A tend-to-errand gave me this week’s rumination which is the only word that will really give life to the happening. However, the title had to work its way out, so listen to two stories and one more in the last paragraph. The money earner in your household may require certain training and respect as did my brother-in-law’s being a pediatrician. However, his household ran smoothly because of his wife’s list of ‘little men.” (no gender offense) The yard man, of course, and the name she called for stopped up toilets, and Henry with his hammer and saw when a stair rail needed mending. Story 2 involves the family of a nuclear scientist. They went on vacation and gave a teen-age son $50 to buy food. I don’t remember how he ate, but he brought a car repair manual twenty -five summers ago with the cash and has been gainfully employed and an on the spot helper in restarting vehicles that have stopped. If we can’t do what is needed, aren’t we glad someone else can.

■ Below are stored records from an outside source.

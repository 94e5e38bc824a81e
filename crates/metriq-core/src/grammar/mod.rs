//! Query text to executable query
//!
//! [`parse`] turns text into a [`ParseNode`] tree; [`Compiler`] folds a tree
//! into a [`GraphQuery`] or an [`AlertQuery`], validating what each kind of
//! query may contain. Trees produced elsewhere can be compiled with
//! [`Compiler::build_graph_query`] and [`Compiler::build_alert_query`].

pub mod ast;
mod builder;
pub mod comparator;
mod parser;

pub use ast::ParseNode;
pub use comparator::{Comparator, Conjunction};
pub use parser::parse;

use chrono::{DateTime, FixedOffset, Offset, Utc};

use crate::alerting::AlertQuery;
use crate::config::EngineConfig;
use crate::error::{Error, Result};
use crate::graph::GraphQuery;
use crate::query::QueryKind;
use builder::TreeBuilder;

/// Compiles query text and parse trees
#[derive(Debug, Clone, Copy)]
pub struct Compiler {
    /// Fixed "now" for relative times; the wall clock when unset
    now: Option<DateTime<Utc>>,
    offset: FixedOffset,
}

impl Default for Compiler {
    fn default() -> Self {
        Self {
            now: None,
            offset: Utc.fix(),
        }
    }
}

impl Compiler {
    /// Compiler resolving absolute dates at the configured UTC offset
    pub fn new(config: &EngineConfig) -> Result<Self> {
        let offset = FixedOffset::east_opt(config.utc_offset_minutes * 60).ok_or_else(|| {
            Error::config(format!("Invalid UTC offset: {} minutes", config.utc_offset_minutes))
        })?;
        Ok(Self { now: None, offset })
    }

    /// Resolve relative times against `now` instead of the wall clock
    #[must_use]
    pub fn with_now(mut self, now: DateTime<Utc>) -> Self {
        self.now = Some(now);
        self
    }

    /// Offset absolute dates are read in
    pub fn utc_offset(&self) -> FixedOffset {
        self.offset
    }

    /// Parse and compile a graph query
    pub fn compile_graph_query(&self, text: &str) -> Result<GraphQuery> {
        self.build_graph_query(&parse(text)?)
    }

    /// Parse and compile an alert query
    pub fn compile_alert_query(&self, text: &str) -> Result<AlertQuery> {
        self.build_alert_query(&parse(text)?)
    }

    /// Compile a graph query from a parse tree
    pub fn build_graph_query(&self, tree: &ParseNode) -> Result<GraphQuery> {
        self.builder(QueryKind::Graph).graph_query(tree)
    }

    /// Compile an alert query from a parse tree
    pub fn build_alert_query(&self, tree: &ParseNode) -> Result<AlertQuery> {
        self.builder(QueryKind::Alert).alert_query(tree)
    }

    fn builder(&self, kind: QueryKind) -> TreeBuilder {
        TreeBuilder::new(kind, self.now.unwrap_or_else(Utc::now), self.offset)
    }
}
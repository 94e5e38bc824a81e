//! Insertion-ordered mapping from metric id to series

use std::collections::HashMap;

use super::MetricValueList;
use crate::models::MetricId;

/// Series keyed by metric id, iterated in insertion order.
///
/// Order matters: math nodes combine their operands in the order they were
/// produced.
#[derive(Debug, Clone, Default)]
pub struct SeriesMap {
    entries: Vec<(MetricId, MetricValueList)>,
    index: HashMap<MetricId, usize>,
}

impl SeriesMap {
    /// Empty map
    pub fn new() -> Self {
        Self::default()
    }

    /// Number of series
    pub fn len(&self) -> usize {
        self.entries.len()
    }

    /// Whether the map holds no series
    pub fn is_empty(&self) -> bool {
        self.entries.is_empty()
    }

    /// Insert or replace; a replaced entry keeps its position
    pub fn insert(&mut self, id: MetricId, list: MetricValueList) -> Option<MetricValueList> {
        if let Some(&pos) = self.index.get(&id) {
            return Some(std::mem::replace(&mut self.entries[pos].1, list));
        }
        self.index.insert(id.clone(), self.entries.len());
        self.entries.push((id, list));
        None
    }

    /// Insert only when `id` is not present yet; returns whether it was inserted
    pub fn insert_if_absent(&mut self, id: MetricId, list: MetricValueList) -> bool {
        if self.index.contains_key(&id) {
            return false;
        }
        self.insert(id, list);
        true
    }

    /// Append every entry of `other` whose id is not present yet
    pub fn merge_absent(&mut self, other: SeriesMap) {
        for (id, list) in other {
            self.insert_if_absent(id, list);
        }
    }

    /// Series for `id`
    pub fn get(&self, id: &MetricId) -> Option<&MetricValueList> {
        self.index.get(id).map(|&pos| &self.entries[pos].1)
    }

    /// Whether `id` is present
    pub fn contains_key(&self, id: &MetricId) -> bool {
        self.index.contains_key(id)
    }

    /// Entries in insertion order
    pub fn iter(&self) -> impl Iterator<Item = (&MetricId, &MetricValueList)> {
        self.entries.iter().map(|(id, list)| (id, list))
    }

    /// Ids in insertion order
    pub fn keys(&self) -> impl Iterator<Item = &MetricId> {
        self.entries.iter().map(|(id, _)| id)
    }

    /// Series in insertion order
    pub fn values(&self) -> impl Iterator<Item = &MetricValueList> {
        self.entries.iter().map(|(_, list)| list)
    }

    /// Total number of samples across all series
    pub fn total_points(&self) -> usize {
        self.values().map(MetricValueList::size).sum()
    }
}

impl IntoIterator for SeriesMap {
    type Item = (MetricId, MetricValueList);
    type IntoIter = std::vec::IntoIter<(MetricId, MetricValueList)>;

    fn into_iter(self) -> Self::IntoIter {
        self.entries.into_iter()
    }
}

impl FromIterator<(MetricId, MetricValueList)> for SeriesMap {
    fn from_iter<T: IntoIterator<Item = (MetricId, MetricValueList)>>(iter: T) -> Self {
        let mut map = Self::new();
        map.extend(iter);
        map
    }
}

impl Extend<(MetricId, MetricValueList)> for SeriesMap {
    fn extend<T: IntoIterator<Item = (MetricId, MetricValueList)>>(&mut self, iter: T) {
        for (id, list) in iter {
            self.insert(id, list);
        }
    }
}
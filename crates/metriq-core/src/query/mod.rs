//! Query node graph and its evaluation
//!
//! A compiled query is a binary tree of [`QueryNode`]s. Every node is
//! evaluated by [`Evaluator::process`] with the time window and the series
//! produced by its preceding sibling (the *context*), and returns the series
//! it produces.

pub mod argument;
pub mod evaluator;
pub mod math;
pub mod node;

pub use argument::{Argument, Number, RelativeTime, TimeUnit};
pub use evaluator::Evaluator;
pub use node::{ConnectorKind, MathOp, QueryNode, Source};

/// Which kind of query is being compiled; decides the allowed constructs
#[derive(Debug, Clone, Copy, PartialEq, Eq)]
pub enum QueryKind {
    /// Time-windowed query rendered as a graph
    Graph,
    /// Streaming threshold condition
    Alert,
}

I have the gift of understanding fabric and sewing. I learned on my mother’s 1930’s machine housed in a fold down cabinet. In 1954 I was given a Featherweight Singer which served all my needs for more than 25 years. Then I bought two steps up with a few more options. This required a specific level of care. I have used a shop out in an industrial neighborhood on the west side of town. Not only do household hobby sewers come, but shops and businesses bring a variety of machines for repair. This group worked their maintenance magic on my machine in mid-July, yet when I got back to a project, the auto threader wouldn’t work. Today was the first time someone could drive me down the freeway to the galvanized building where the business is housed. I explained to the Latino lady the problem and she went in the back to bring out a small Vietnamese employee. “He doesn’t speak English. Follow him.” We wound our way between tables with machines waiting their turn. Rows of shelves had one small box next to another, each labeled with a specific number or size of a part. At his work space, he had a row of various screwdrivers, a bit of smoothing paper, a bottle of oil and a focused light of a brightness to illuminate a rock star concert. Step 1, step 2, step 3. He closed the housing, raised and lowered the jammed lever easily and gave me a smile I translated as, “All fixed now.”
Back out front, the sales lady declined pay. I gave my silent helper a tip anyway. You know the third story. A machine won’t work. A older man appears with a ball pein hammer, raps smartly, and gears move again. The charge is expensive, not for the action, but for knowing exactly where to hit. I had sat at home for almost two months, recognizing the problem, yet having no idea how to solve it. The labor required was specific and its worth to me was beyond what I offered as recompense. Paul gave the world a basis for our foundation of theology and his pay for the work of his mind and heart was a secondary expertise: the tents he made to support his life.